Below is a list of lightGBM feature importances, as reported by the feature_importance function, with importance_type=’gain’.

And below is a graph of SHAP feature importances (mean absolute SHAP value).

Lundberg (the inventor of SHAP) explains that SHAP values disagree with information gain in his blog post about XGBoost, and why he trusts SHAP. In short, information gain attributes importance inconsistently when Lundberg makes a small change to a toy model (making “cough” +10 in the red model), because information gain gives more weight to nodes lower in the tree, when it should do the opposite (root nodes are more important).

After all that discussion of why they might be different, these SHAP mean absolute values agree surprisingly well with the lightGBM information gain. Below is a chart where we scale SHAP values to be visually comparable to the information gain values. The relative values of the features look quite similar. (Note: we have seen other data where this is not true.)

Below is a graph of all the SHAP values of a 1,000-row subsample of the validation set.

First, not all the features are monotonic. That is, the color doesn’t slide uniformly from red to blue. For example, if you look closely, the top feature annual_inc is a mixed cloud of blue and red for negative values. If I were working on this problem for real, I’d want to dig into that. It could be that there are different types of loan applications, for example dividing into quadrants: feature low/SHAP low, feature low/SHAP high, feature high/SHAP low, feature high/SHAP high.

However, many features are still monotonic. For example, high fico_range_midpoint (red) means a lower probability of default (X axis negative). Or dti (debt-to-income ratio), a feature people expect to be monotonically correlated to default rate, and it is (mostly).

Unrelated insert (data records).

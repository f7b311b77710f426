//! Error types for the search expression engine.
//!
//! All failures are surfaced while a rule is parsed and resolved into a
//! [`SearchExpression`](crate::expression::SearchExpression). Evaluation and
//! SQL compilation of a successfully built expression are infallible.

use thiserror::Error;

use crate::value::SearchValueType;

/// Result alias for fallible search operations.
pub type SearchResult<T> = Result<T, SearchError>;

/// Top-level error for the search engine.
#[derive(Error, Debug)]
pub enum SearchError {
    #[error(transparent)]
    Parse(#[from] ParseError),
}

/// Errors raised while parsing a rule string or resolving its variables.
#[derive(Error, Debug)]
pub enum ParseError {
    /// The rule text does not match the grammar.
    #[error("syntax error at position {position}: {message}")]
    Syntax { message: String, position: usize },

    /// A `{variable}` uses a prefix no resolver claims.
    #[error("unknown search term '{prefix}', expected one of: {valid}")]
    UnknownTerm { prefix: String, valid: String },

    /// An identifier contains characters outside `[A-Za-z0-9_]`.
    #[error("invalid identifier '{value}': only letters, digits and underscores are allowed")]
    InvalidIdentifier { value: String },

    /// A `["study"]` discriminator was used on a term that does not support it.
    #[error("the '{prefix}' term does not support cross-study search")]
    UnsupportedCrossStudy { prefix: String },

    /// A study-discriminated term was compared to `null`. The compiled query
    /// requires the sibling enrollment to exist, so a missing datum there is
    /// not observable and the comparison cannot be expressed.
    #[error("a study-discriminated '{prefix}' term cannot be compared to null")]
    CrossStudyNullComparison { prefix: String },

    /// A variable matched a resolver but does not have the shape it expects.
    #[error("malformed variable '{variable}': expected {expected}")]
    MalformedVariable { variable: String, expected: &'static str },

    /// A field name is not searchable for the given term.
    #[error("unknown field '{field}' for term '{term}'")]
    UnknownField { term: String, field: String },

    /// A function name is not part of the function catalog.
    #[error("unknown function '{name}'")]
    UnknownFunction { name: String },

    /// A function was called with the wrong number of arguments.
    #[error("function '{name}' expects {expected} argument(s), got {actual}")]
    FunctionArity {
        name: String,
        expected: &'static str,
        actual: usize,
    },

    /// A function argument has a type the function cannot operate on.
    #[error("function '{name}' cannot be applied to a {actual} argument")]
    FunctionArgumentType {
        name: String,
        actual: SearchValueType,
    },

    /// The two sides of a comparison have incompatible types.
    #[error("cannot apply '{operator}' to {left} and {right}")]
    TypeMismatch {
        operator: String,
        left: SearchValueType,
        right: SearchValueType,
    },
}

impl ParseError {
    pub(crate) fn syntax(message: impl Into<String>, position: usize) -> Self {
        ParseError::Syntax {
            message: message.into(),
            position,
        }
    }
}
//! `{user.field}`: the login account backing the enrollee.

use std::collections::BTreeMap;

use crate::error::ParseError;
use crate::sql::{JoinClause, SelectClause, SqlFragment};
use crate::store::{EnrolleeSearchContext, ParticipantStore};
use crate::terms::to_snake_case;
use crate::value::{SearchValue, SearchValueType, SearchValueTypeDefinition};

const ALIAS: &str = "participant_user";

#[derive(Debug, Clone, PartialEq, Eq)]
pub struct UserTerm {
    field: String,
}

impl UserTerm {
    pub fn new(field: &str) -> Result<Self, ParseError> {
        if !fields().contains_key(field) {
            return Err(ParseError::UnknownField {
                term: "user".to_string(),
                field: field.to_string(),
            });
        }
        Ok(UserTerm {
            field: field.to_string(),
        })
    }

    pub(crate) fn extract(
        &self,
        context: &EnrolleeSearchContext,
        store: &dyn ParticipantStore,
    ) -> SearchValue {
        let user = match store.find_user(context.enrollee.participant_user_id) {
            Some(found) => found,
            None => return SearchValue::Absent,
        };
        match self.field.as_str() {
            "username" => SearchValue::String(user.username),
            "createdAt" => SearchValue::Instant(user.created_at),
            "lastLogin" => user
                .last_login
                .map(SearchValue::Instant)
                .unwrap_or(SearchValue::Absent),
            _ => SearchValue::Absent,
        }
    }

    pub(crate) fn join_clauses(&self) -> Vec<JoinClause> {
        vec![JoinClause::left(
            "participant_user",
            ALIAS,
            SqlFragment::new(format!("{ALIAS}.id = enrollee.participant_user_id")),
        )]
    }

    pub(crate) fn select_clauses(&self) -> Vec<SelectClause> {
        vec![SelectClause::new("participant_user", ALIAS)]
    }

    pub(crate) fn term_clause(&self) -> String {
        format!("{}.{}", ALIAS, to_snake_case(&self.field))
    }

    pub(crate) fn value_type(&self) -> SearchValueTypeDefinition {
        fields().remove(self.field.as_str()).unwrap_or_default()
    }
}

pub(crate) fn fields() -> BTreeMap<&'static str, SearchValueTypeDefinition> {
    BTreeMap::from([
        (
            "username",
            SearchValueTypeDefinition::of(SearchValueType::String),
        ),
        (
            "createdAt",
            SearchValueTypeDefinition::of(SearchValueType::Instant),
        ),
        (
            "lastLogin",
            SearchValueTypeDefinition::of(SearchValueType::Instant),
        ),
    ])
}

#[cfg(test)]
mod tests {
    use super::*;

    #[test]
    fn clause_and_join() {
        let term = UserTerm::new("username").unwrap();
        assert_eq!(term.term_clause(), "participant_user.username");
        assert_eq!(
            term.join_clauses()[0].on.sql,
            "participant_user.id = enrollee.participant_user_id"
        );
    }

    #[test]
    fn unknown_field_is_rejected() {
        assert!(UserTerm::new("passwordHash").is_err());
    }
}
/// One side of a comparison. The set of term kinds is closed: adding a new
/// prefix means adding a variant here and a resolver to [`TERM_RESOLVERS`].
#[derive(Debug, Clone, PartialEq)]
pub enum SearchTerm {
    /// A literal from the rule text (`'string'`, number, boolean, `null`).
    Value(SearchValue),
    Function(SearchFunction),
    Age(AgeTerm),
    Answer(AnswerTerm),
    Enrollee(EnrolleeTerm),
    Family(FamilyTerm),
    LatestKit(LatestKitTerm),
    PortalUser(PortalUserTerm),
    Profile(ProfileTerm),
    Task(TaskTerm),
    User(UserTerm),
}

impl SearchTerm {
    /// Pull this term's value for one enrollee. Missing data extracts to
    /// [`SearchValue::Absent`], never an error.
    pub fn extract(
        &self,
        context: &EnrolleeSearchContext,
        store: &dyn ParticipantStore,
    ) -> SearchValue {
        match self {
            SearchTerm::Value(value) => value.clone(),
            SearchTerm::Function(function) => function.extract(context, store),
            SearchTerm::Age(term) => term.extract(context),
            SearchTerm::Answer(term) => term.extract(context, store),
            SearchTerm::Enrollee(term) => term.extract(context),
            SearchTerm::Family(term) => term.extract(context, store),
            SearchTerm::LatestKit(term) => term.extract(context, store),
            SearchTerm::PortalUser(term) => term.extract(context, store),
            SearchTerm::Profile(term) => term.extract(context),
            SearchTerm::Task(term) => term.extract(context, store),
            SearchTerm::User(term) => term.extract(context, store),
        }
    }

    /// Joins the compiled query needs before this term's SQL is valid.
    pub fn join_clauses(&self) -> Vec<JoinClause> {
        match self {
            SearchTerm::Value(_) | SearchTerm::Age(_) | SearchTerm::Enrollee(_) => Vec::new(),
            SearchTerm::Function(function) => function.join_clauses(),
            SearchTerm::Answer(term) => term.join_clauses(),
            SearchTerm::Family(term) => term.join_clauses(),
            SearchTerm::LatestKit(term) => term.join_clauses(),
            SearchTerm::PortalUser(term) => term.join_clauses(),
            SearchTerm::Profile(term) => term.join_clauses(),
            SearchTerm::Task(term) => term.join_clauses(),
            SearchTerm::User(term) => term.join_clauses(),
        }
    }

    /// Auxiliary tables whose rows should be returned alongside each hit.
    pub fn select_clauses(&self) -> Vec<SelectClause> {
        match self {
            SearchTerm::Function(function) => function.select_clauses(),
            SearchTerm::Answer(term) => term.select_clauses(),
            SearchTerm::Family(term) => term.select_clauses(),
            SearchTerm::LatestKit(term) => term.select_clauses(),
            SearchTerm::PortalUser(term) => term.select_clauses(),
            SearchTerm::Profile(term) => term.select_clauses(),
            SearchTerm::Task(term) => term.select_clauses(),
            SearchTerm::User(term) => term.select_clauses(),
            _ => Vec::new(),
        }
    }

    /// Whether this term reaches into a sibling study through a
    /// `["study"]` discriminator, directly or through a function argument.
    pub fn is_cross_study(&self) -> bool {
        match self {
            SearchTerm::Answer(term) => term.is_cross_study(),
            SearchTerm::Function(function) => function.is_cross_study(),
            _ => false,
        }
    }

    /// An extra predicate that must hold whenever this term is used, ANDed
    /// into the WHERE clause next to the comparison.
    pub fn required_condition(&self) -> Option<SqlFragment> {
        match self {
            SearchTerm::Function(function) => function.required_condition(),
            SearchTerm::LatestKit(term) => Some(term.required_condition()),
            _ => None,
        }
    }

    /// The SQL expression this term compiles to: a `?` placeholder for
    /// literals, a column reference (or column expression) otherwise.
    pub fn term_clause(&self) -> String {
        match self {
            SearchTerm::Value(_) => "?".to_string(),
            SearchTerm::Function(function) => function.term_clause(),
            SearchTerm::Age(term) => term.term_clause(),
            SearchTerm::Answer(term) => term.term_clause(),
            SearchTerm::Enrollee(term) => term.term_clause(),
            SearchTerm::Family(term) => term.term_clause(),
            SearchTerm::LatestKit(term) => term.term_clause(),
            SearchTerm::PortalUser(term) => term.term_clause(),
            SearchTerm::Profile(term) => term.term_clause(),
            SearchTerm::Task(term) => term.term_clause(),
            SearchTerm::User(term) => term.term_clause(),
        }
    }

    /// Parameters bound by the placeholders inside [`term_clause`].
    ///
    /// [`term_clause`]: SearchTerm::term_clause
    pub fn bound_values(&self) -> Vec<SqlParam> {
        match self {
            SearchTerm::Value(value) => vec![SqlParam::from(value)],
            SearchTerm::Function(function) => function.bound_values(),
            _ => Vec::new(),
        }
    }

    /// The declared type of this term, used for parse-time comparison checks.
    pub fn value_type(&self) -> SearchValueTypeDefinition {
        match self {
            SearchTerm::Value(value) => SearchValueTypeDefinition::of(value.value_type()),
            SearchTerm::Function(function) => function.value_type(),
            SearchTerm::Age(term) => term.value_type(),
            SearchTerm::Answer(term) => term.value_type(),
            SearchTerm::Enrollee(term) => term.value_type(),
            SearchTerm::Family(term) => term.value_type(),
            SearchTerm::LatestKit(term) => term.value_type(),
            SearchTerm::PortalUser(term) => term.value_type(),
            SearchTerm::Profile(term) => term.value_type(),
            SearchTerm::Task(term) => term.value_type(),
            SearchTerm::User(term) => term.value_type(),
        }
    }
}

/// The variable prefixes the engine understands, in match order.
#[derive(Debug, Clone, Copy, PartialEq, Eq)]
pub enum TermResolver {
    Age,
    Answer,
    Enrollee,
    Family,
    LatestKit,
    PortalUser,
    Profile,
    Task,
    User,
}

pub const TERM_RESOLVERS: [TermResolver; 9] = [
    TermResolver::Age,
    TermResolver::Answer,
    TermResolver::Enrollee,
    TermResolver::Family,
    TermResolver::LatestKit,
    TermResolver::PortalUser,
    TermResolver::Profile,
    TermResolver::Task,
    TermResolver::User,
];
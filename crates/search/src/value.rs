//! Runtime values flowing through search expressions.
//!
//! Every term, whether a literal, a function, or an enrollee datum, extracts
//! to a [`SearchValue`]. Comparison semantics live here so the interpreter and the
//! SQL compiler agree on one definition of equality, ordering and containment.

use chrono::{DateTime, NaiveDate, Utc};
use serde::{Deserialize, Serialize};
use std::fmt;

/// A single value produced by extracting a search term against an enrollee.
///
/// `Absent` stands in for any missing datum: a question that was never
/// answered, a profile field left blank, an enrollee with no kits. It is also
/// the runtime form of the `null` literal.
#[derive(Debug, Clone, PartialEq)]
pub enum SearchValue {
    String(String),
    Number(f64),
    Boolean(bool),
    Instant(DateTime<Utc>),
    Date(NaiveDate),
    Absent,
}

impl SearchValue {
    /// The declared type corresponding to this value.
    pub fn value_type(&self) -> SearchValueType {
        match self {
            SearchValue::String(_) => SearchValueType::String,
            SearchValue::Number(_) => SearchValueType::Number,
            SearchValue::Boolean(_) => SearchValueType::Boolean,
            SearchValue::Instant(_) => SearchValueType::Instant,
            SearchValue::Date(_) => SearchValueType::Date,
            SearchValue::Absent => SearchValueType::Null,
        }
    }

    pub fn is_absent(&self) -> bool {
        matches!(self, SearchValue::Absent)
    }

    /// Equality across values of the same kind. `Absent` equals only
    /// `Absent`, which is what makes `{term} = null` an is-missing test.
    pub fn equals(&self, other: &SearchValue) -> bool {
        match (self, other) {
            (SearchValue::String(a), SearchValue::String(b)) => a == b,
            (SearchValue::Number(a), SearchValue::Number(b)) => a == b,
            (SearchValue::Boolean(a), SearchValue::Boolean(b)) => a == b,
            (SearchValue::Instant(a), SearchValue::Instant(b)) => a == b,
            (SearchValue::Date(a), SearchValue::Date(b)) => a == b,
            (SearchValue::Absent, SearchValue::Absent) => true,
            _ => false,
        }
    }

    /// Strict ordering for numbers, instants and dates. Any other pairing,
    /// including anything `Absent`, is not greater.
    pub fn greater_than(&self, other: &SearchValue) -> bool {
        match (self, other) {
            (SearchValue::Number(a), SearchValue::Number(b)) => a > b,
            (SearchValue::Instant(a), SearchValue::Instant(b)) => a > b,
            (SearchValue::Date(a), SearchValue::Date(b)) => a > b,
            _ => false,
        }
    }

    pub fn greater_than_or_equal(&self, other: &SearchValue) -> bool {
        self.greater_than(other) || self.equals(other)
    }

    /// Case-insensitive substring containment. Only defined for strings.
    pub fn contains(&self, other: &SearchValue) -> bool {
        match (self, other) {
            (SearchValue::String(a), SearchValue::String(b)) => {
                a.to_lowercase().contains(&b.to_lowercase())
            }
            _ => false,
        }
    }

    /// Coerce a string value into a temporal type so that rules can compare
    /// date and timestamp terms to quoted literals. A string that fails to
    /// parse coerces to `Absent`, which no comparison matches. Non-string
    /// values pass through unchanged.
    pub fn parse_to(&self, target: SearchValueType) -> SearchValue {
        match (self, target) {
            (SearchValue::String(raw), SearchValueType::Instant) => {
                DateTime::parse_from_rfc3339(raw)
                    .map(|parsed| SearchValue::Instant(parsed.with_timezone(&Utc)))
                    .unwrap_or(SearchValue::Absent)
            }
            (SearchValue::String(raw), SearchValueType::Date) => {
                NaiveDate::parse_from_str(raw, "%Y-%m-%d")
                    .map(SearchValue::Date)
                    .unwrap_or(SearchValue::Absent)
            }
            _ => self.clone(),
        }
    }
}

/// The declared type of a search term, used for parse-time type checking and
/// advertised to rule-builder UIs through the facet catalog.
#[derive(Debug, Clone, Copy, Default, PartialEq, Eq, Serialize, Deserialize)]
#[serde(rename_all = "SCREAMING_SNAKE_CASE")]
pub enum SearchValueType {
    #[default]
    String,
    Number,
    Boolean,
    Instant,
    Date,
    Null,
}

impl SearchValueType {
    pub fn is_temporal(&self) -> bool {
        matches!(self, SearchValueType::Instant | SearchValueType::Date)
    }
}

impl fmt::Display for SearchValueType {
    fn fmt(&self, f: &mut fmt::Formatter<'_>) -> fmt::Result {
        let name = match self {
            SearchValueType::String => "string",
            SearchValueType::Number => "number",
            SearchValueType::Boolean => "boolean",
            SearchValueType::Instant => "instant",
            SearchValueType::Date => "date",
            SearchValueType::Null => "null",
        };
        f.write_str(name)
    }
}

/// Full type description of a facet: the value type plus, for choice
/// questions, the selectable options.
#[derive(Debug, Clone, Default, PartialEq, Serialize, Deserialize)]
#[serde(rename_all = "camelCase")]
pub struct SearchValueTypeDefinition {
    #[serde(rename = "type")]
    pub value_type: SearchValueType,
    #[serde(default, skip_serializing_if = "Vec::is_empty")]
    pub choices: Vec<QuestionChoice>,
    #[serde(default)]
    pub allow_multiple: bool,
    #[serde(default)]
    pub allow_other_description: bool,
}

impl SearchValueTypeDefinition {
    pub fn of(value_type: SearchValueType) -> Self {
        SearchValueTypeDefinition {
            value_type,
            ..Default::default()
        }
    }

    pub fn with_choices(value_type: SearchValueType, choices: Vec<QuestionChoice>) -> Self {
        SearchValueTypeDefinition {
            value_type,
            choices,
            ..Default::default()
        }
    }
}

/// One selectable option of a choice question.
#[derive(Debug, Clone, Default, PartialEq, Serialize, Deserialize)]
#[serde(rename_all = "camelCase")]
pub struct QuestionChoice {
    #[serde(default)]
    pub stable_id: String,
    #[serde(default)]
    pub text: String,
}

impl QuestionChoice {
    pub fn new(stable_id: impl Into<String>, text: impl Into<String>) -> Self {
        QuestionChoice {
            stable_id: stable_id.into(),
            text: text.into(),
        }
    }
}

#[cfg(test)]
mod tests {
    use super::*;
    use chrono::TimeZone;

    #[test]
    fn equality_is_kind_strict() {
        assert!(SearchValue::String("a".into()).equals(&SearchValue::String("a".into())));
        assert!(!SearchValue::String("1".into()).equals(&SearchValue::Number(1.0)));
        assert!(!SearchValue::Boolean(true).equals(&SearchValue::Number(1.0)));
        assert!(SearchValue::Absent.equals(&SearchValue::Absent));
        assert!(!SearchValue::String("a".into()).equals(&SearchValue::Absent));
    }

    #[test]
    fn ordering_covers_numbers_and_temporals() {
        assert!(SearchValue::Number(2.0).greater_than(&SearchValue::Number(1.0)));
        assert!(!SearchValue::Number(1.0).greater_than(&SearchValue::Number(1.0)));
        assert!(SearchValue::Number(1.0).greater_than_or_equal(&SearchValue::Number(1.0)));

        let earlier = Utc.with_ymd_and_hms(2024, 1, 1, 0, 0, 0).unwrap();
        let later = Utc.with_ymd_and_hms(2024, 6, 1, 0, 0, 0).unwrap();
        assert!(SearchValue::Instant(later).greater_than(&SearchValue::Instant(earlier)));
        assert!(!SearchValue::Absent.greater_than(&SearchValue::Number(1.0)));
        assert!(!SearchValue::Number(1.0).greater_than(&SearchValue::Absent));
    }

    #[test]
    fn contains_is_case_insensitive() {
        let haystack = SearchValue::String("JSALK".into());
        assert!(haystack.contains(&SearchValue::String("JSA".into())));
        assert!(haystack.contains(&SearchValue::String("salk".into())));
        assert!(
            !SearchValue::String("PSALK".into()).contains(&SearchValue::String("JSA".into()))
        );
        assert!(!SearchValue::Number(1.0).contains(&SearchValue::Number(1.0)));
    }

    #[test]
    fn string_coerces_to_instant_and_date() {
        let coerced = SearchValue::String("2024-03-15T10:30:00Z".into())
            .parse_to(SearchValueType::Instant);
        let expected = Utc.with_ymd_and_hms(2024, 3, 15, 10, 30, 0).unwrap();
        assert_eq!(coerced, SearchValue::Instant(expected));

        let date = SearchValue::String("2024-03-15".into()).parse_to(SearchValueType::Date);
        assert_eq!(
            date,
            SearchValue::Date(NaiveDate::from_ymd_opt(2024, 3, 15).unwrap())
        );
    }

    #[test]
    fn unparseable_string_coerces_to_absent() {
        assert!(
            SearchValue::String("not a date".into())
                .parse_to(SearchValueType::Instant)
                .is_absent()
        );
        assert!(
            SearchValue::String("03/15/2024".into())
                .parse_to(SearchValueType::Date)
                .is_absent()
        );
    }

    #[test]
    fn type_definition_serializes_camel_case() {
        let definition = SearchValueTypeDefinition::with_choices(
            SearchValueType::String,
            vec![QuestionChoice::new("yes", "Yes")],
        );
        let json = serde_json::to_value(&definition).unwrap();
        assert_eq!(json["type"], "STRING");
        assert_eq!(json["choices"][0]["stableId"], "yes");
        assert_eq!(json["allowMultiple"], false);
    }
}
//! `{answer.survey.question}`: the enrollee's response to one survey
//! question, optionally from a sibling study via `answer["study"].…`.

use tracing::warn;

use crate::error::ParseError;
use crate::model::SurveyQuestionDefinition;
use crate::sql::{JoinClause, SelectClause, SqlFragment, SqlParam};
use crate::store::{EnrolleeSearchContext, ParticipantStore};
use crate::terms::{join_clauses_for_study, validate_identifier};
use crate::value::{QuestionChoice, SearchValue, SearchValueType, SearchValueTypeDefinition};

#[derive(Debug, Clone, PartialEq, Eq)]
pub struct AnswerTerm {
    study_name: Option<String>,
    survey_stable_id: String,
    question_stable_id: String,
}

impl AnswerTerm {
    /// All three identifiers end up in SQL aliases, so each is validated.
    pub fn new(
        study_name: Option<&str>,
        survey_stable_id: &str,
        question_stable_id: &str,
    ) -> Result<Self, ParseError> {
        if let Some(study) = study_name {
            validate_identifier(study)?;
        }
        validate_identifier(survey_stable_id)?;
        validate_identifier(question_stable_id)?;
        Ok(AnswerTerm {
            study_name: study_name.map(str::to_string),
            survey_stable_id: survey_stable_id.to_string(),
            question_stable_id: question_stable_id.to_string(),
        })
    }

    /// Alias carries the question (and study, if any) so distinct questions
    /// join the answer table under distinct names.
    fn alias(&self) -> String {
        match &self.study_name {
            Some(study) => format!("answer_{}_{}", study, self.question_stable_id),
            None => format!("answer_{}", self.question_stable_id),
        }
    }

    pub(crate) fn extract(
        &self,
        context: &EnrolleeSearchContext,
        store: &dyn ParticipantStore,
    ) -> SearchValue {
        let answer = match &self.study_name {
            Some(study) => store.find_answer_for_profile(
                context.enrollee.profile_id,
                study,
                &self.survey_stable_id,
                &self.question_stable_id,
            ),
            None => store.find_answer(
                context.enrollee.id,
                &self.survey_stable_id,
                &self.question_stable_id,
            ),
        };
        answer
            .map(|answer| answer.to_search_value())
            .unwrap_or(SearchValue::Absent)
    }

    /// The answer join is LEFT with the survey and question discriminators in
    /// the ON clause, so enrollees without a response still produce a row and
    /// `= null` tests behave like the interpreter's `Absent`.
    pub(crate) fn join_clauses(&self) -> Vec<JoinClause> {
        let alias = self.alias();
        let mut joins = Vec::new();
        let enrollee_ref = match &self.study_name {
            Some(study) => {
                joins.extend(join_clauses_for_study(study));
                format!("enrollee_{study}")
            }
            None => "enrollee".to_string(),
        };
        joins.push(JoinClause::left(
            "answer",
            alias.clone(),
            SqlFragment::with_params(
                format!(
                    "{enrollee_ref}.id = {alias}.enrollee_id AND {alias}.survey_stable_id = ? AND {alias}.question_stable_id = ?"
                ),
                vec![
                    SqlParam::string(&self.survey_stable_id),
                    SqlParam::string(&self.question_stable_id),
                ],
            ),
        ));
        joins
    }

    /// The matched answer row comes back with each hit.
    pub(crate) fn select_clauses(&self) -> Vec<SelectClause> {
        vec![SelectClause::new("answer", self.alias())]
    }

    pub(crate) fn term_clause(&self) -> String {
        format!("{}.string_value", self.alias())
    }

    pub(crate) fn is_cross_study(&self) -> bool {
        self.study_name.is_some()
    }

    pub(crate) fn value_type(&self) -> SearchValueTypeDefinition {
        SearchValueTypeDefinition::of(SearchValueType::String)
    }
}

/// Facet type for one survey question, with its choices decoded from the
/// stored JSON. A choice missing its stable id or label falls back to the
/// other; undecodable JSON is logged and yields a choiceless facet.
pub(crate) fn question_type_definition(
    question: &SurveyQuestionDefinition,
) -> SearchValueTypeDefinition {
    let choices = match question.choices_json.as_deref() {
        Some(raw) if !raw.trim().is_empty() => {
            match serde_json::from_str::<Vec<QuestionChoice>>(raw) {
                Ok(choices) => choices.into_iter().map(normalize_choice).collect(),
                Err(error) => {
                    warn!(
                        survey = %question.survey_stable_id,
                        question = %question.question_stable_id,
                        %error,
                        "failed to decode question choices"
                    );
                    Vec::new()
                }
            }
        }
        _ => Vec::new(),
    };
    SearchValueTypeDefinition {
        value_type: SearchValueType::String,
        choices,
        allow_multiple: question.allow_multiple,
        allow_other_description: question.allow_other_description,
    }
}

fn normalize_choice(choice: QuestionChoice) -> QuestionChoice {
    match (choice.stable_id.is_empty(), choice.text.is_empty()) {
        (true, false) => QuestionChoice::new(choice.text.clone(), choice.text),
        (false, true) => QuestionChoice::new(choice.stable_id.clone(), choice.stable_id),
        _ => choice,
    }
}
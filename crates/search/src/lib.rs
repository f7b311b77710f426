//! Enrollee search expression engine for research study platforms.
//!
//! Study staff write rules like
//! `{age} >= 18 and {answer.basics.diagnosis} = 'dx1'` to define cohorts.
//! This crate parses those rules into a typed expression tree and gives that
//! tree two interchangeable executions:
//!
//! - **Evaluate** one enrollee in memory against a [`ParticipantStore`],
//!   e.g. to re-check membership when a participant submits a survey.
//! - **Compile** to a single parameterized SQL query over the `enrollee`
//!   table, e.g. to list a cohort for the staff dashboard.
//!
//! The two executions are kept semantically aligned: a rule matches an
//! enrollee in memory exactly when the compiled query would return their row.
//!
//! Each `{variable}` prefix (`profile`, `answer`, `task`, `enrollee`, `age`,
//! `family`, `user`, `portalUser`, `latestKit`) is handled by a resolver that
//! validates the variable at parse time. All identifiers that end up in SQL
//! text are restricted to `[A-Za-z0-9_]`; everything else is bound as a `?`
//! parameter. [`facets_for`] enumerates the searchable fields of a study
//! environment so rule-builder UIs can stay in sync with the grammar.
//!
//! # Quick start
//!
//! ```
//! use cohort_search::model::{Answer, Enrollee, Family, KitRequest, ParticipantTask,
//!     ParticipantUser, PortalParticipantUser};
//! use cohort_search::{parse_rule, EnrolleeSearchContext, ParticipantStore};
//! use uuid::Uuid;
//!
//! struct OneAnswer(Answer);
//!
//! impl ParticipantStore for OneAnswer {
//!     fn find_answer(&self, _: Uuid, survey: &str, question: &str) -> Option<Answer> {
//!         (survey == self.0.survey_stable_id && question == self.0.question_stable_id)
//!             .then(|| self.0.clone())
//!     }
//!     fn find_answer_for_profile(&self, _: Uuid, _: &str, _: &str, _: &str) -> Option<Answer> {
//!         None
//!     }
//!     fn find_task(&self, _: Uuid, _: &str) -> Option<ParticipantTask> { None }
//!     fn kits_for_enrollee(&self, _: Uuid) -> Vec<KitRequest> { Vec::new() }
//!     fn find_user(&self, _: Uuid) -> Option<ParticipantUser> { None }
//!     fn find_portal_user(&self, _: Uuid) -> Option<PortalParticipantUser> { None }
//!     fn families_for_enrollee(&self, _: Uuid) -> Vec<Family> { Vec::new() }
//! }
//!
//! let rule = parse_rule("{answer.basics.diagnosis} = 'dx1' and {enrollee.consented} = true")?;
//!
//! // in-memory evaluation of one enrollee
//! let store = OneAnswer(Answer {
//!     survey_stable_id: "basics".into(),
//!     question_stable_id: "diagnosis".into(),
//!     string_value: Some("dx1".into()),
//!     ..Default::default()
//! });
//! let enrollee = Enrollee { consented: true, ..Default::default() };
//! assert!(rule.evaluate(&EnrolleeSearchContext::new(enrollee), &store));
//!
//! // the same rule as a parameterized query
//! let compiled = rule.compile(Uuid::new_v4());
//! assert!(compiled.sql.contains("LEFT JOIN answer answer_diagnosis"));
//! assert!(compiled.sql.contains("enrollee.consented = ?"));
//! # Ok::<(), cohort_search::SearchError>(())
//! ```

pub mod error;
pub mod expression;
pub mod facets;
pub mod model;
pub mod parser;
pub mod sql;
pub mod store;
pub mod terms;
pub mod value;

pub use error::{ParseError, SearchError, SearchResult};
pub use expression::{ComparisonOperator, SearchExpression};
pub use facets::facets_for;
pub use parser::parse_rule;
pub use sql::{CompiledSearch, SelectClause, SqlParam};
pub use store::{EnrolleeSearchContext, ParticipantStore, SurveyCatalog};
pub use terms::SearchTerm;
pub use value::{QuestionChoice, SearchValue, SearchValueType, SearchValueTypeDefinition};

(Side note: the average absolute SHAP values for boosted trees are an order of magnitude lower than those for logistic regression. This is because we ran logistic SHAP with a logit link function in order to make the SHAP values comparable to the logistic regression, but we ran the boosted trees SHAP without a logit link function.)

Below is the same graph, but on a 2,000-row subsample.

It is very similar-looking to the 1,000-row subsample. All top 20 variables are the same (with a couple of swaps in order). All the graphs look substantially graphically similar. This again gives us confidence that these measurements are stable.

Comparing logistic regression and boosted trees

Logistic regression and boosted trees had similar accuracy, an AUC of 0.68. Their predicted values also agree (correlation coefficient of 0.86).

However, their SHAP values don’t agree, likely because we used a logit link function for logistic but not boosted trees.

Summary

We looked at explanations for three models to predict defaults in loan data.

In the two models that are easier to globally understand, SHAP mostly matched our expectations.

  • Explanations for a random model show that no features stand out. All features contribute similar small amounts to the predictions.
  • Explanations for a logistic regression model show features that mostly correspond to the global regression coefficients.

In the case of boosted trees (a non-linear model), we had fewer expectations about what SHAP would say about the features. As it turned out, the logistic and boosted trees model do agree on feature importance, but not SHAP values, because we used different link functions for logistic regression and boosted trees.

Also, the detailed dataset SHAP values diagram added more to our understanding of each feature: we could see which features were monotonic and which were not; we could see long tails and the relative importance and strength of indicator variables; and so on.

Finally, we looked at one way to investigate the stability of SHAP by eye: compute a larger sample, and see if SHAP feature summary values look stable.

In conclusion: SHAP helps explain the features most important to model predictions, but there is still a lot of nuance to understanding and using it correctly.

Thanks to Peter Skomoroch, Luke Merrick and Scott Lundberg for their feedback.